Em uma das passagens mais conhecidas de os “Irmãos Karamazov”, escritor pelo russo Fiódor Dostoiévski, Ivan narra a seu irmão Aliéksiei um texto chamado de “O grande inquisidor”.
Nesta narrativa, Jesus volta ao mundo. Porém, ao retornar ele não é acolhido pela igreja, mas preso pelos líderes da mesma.
A prisão se dá pelo fato de a volta de Jesus “atrapalhar” a dinâmica da igreja então existente, segundo as palavras de um bispo daquela instituição.
O fato é que já não havia mais espaço para um Jesus simples, que está próximo das pessoas e que tem como marca o amor e a graça. A hora era de uma igreja forte, que atuava como mediadora entre Deus e o homem e que possuía grande poder.

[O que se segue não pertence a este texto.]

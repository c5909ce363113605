pub mod jwt;
pub mod middleware;
pub mod password;

pub use jwt::{Claims, JwtHandler};
pub use middleware::AuthUser;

Olhando em volta, penso que se Jesus de reencarnasse hoje ele também seria preso e julgado por muitos que dizem ser seus servos.
Infelizmente, hoje assistimos à propagação cada vez mais desenfreada de um “evangelho” que nada tem de cristão.
Nele, ao invés da simplicidade, encontramos a pompa, ao invés da compaixão, a fleuma, ao invés da humildade, a arrogância, ao invés da santidade, o pecado, ao invés da fragilidade, o poder desenfreado.
Para mudar, basta quebrantar o coração, pois o coração quebrantado o Senhor não desprezarás (Salmo 51.17).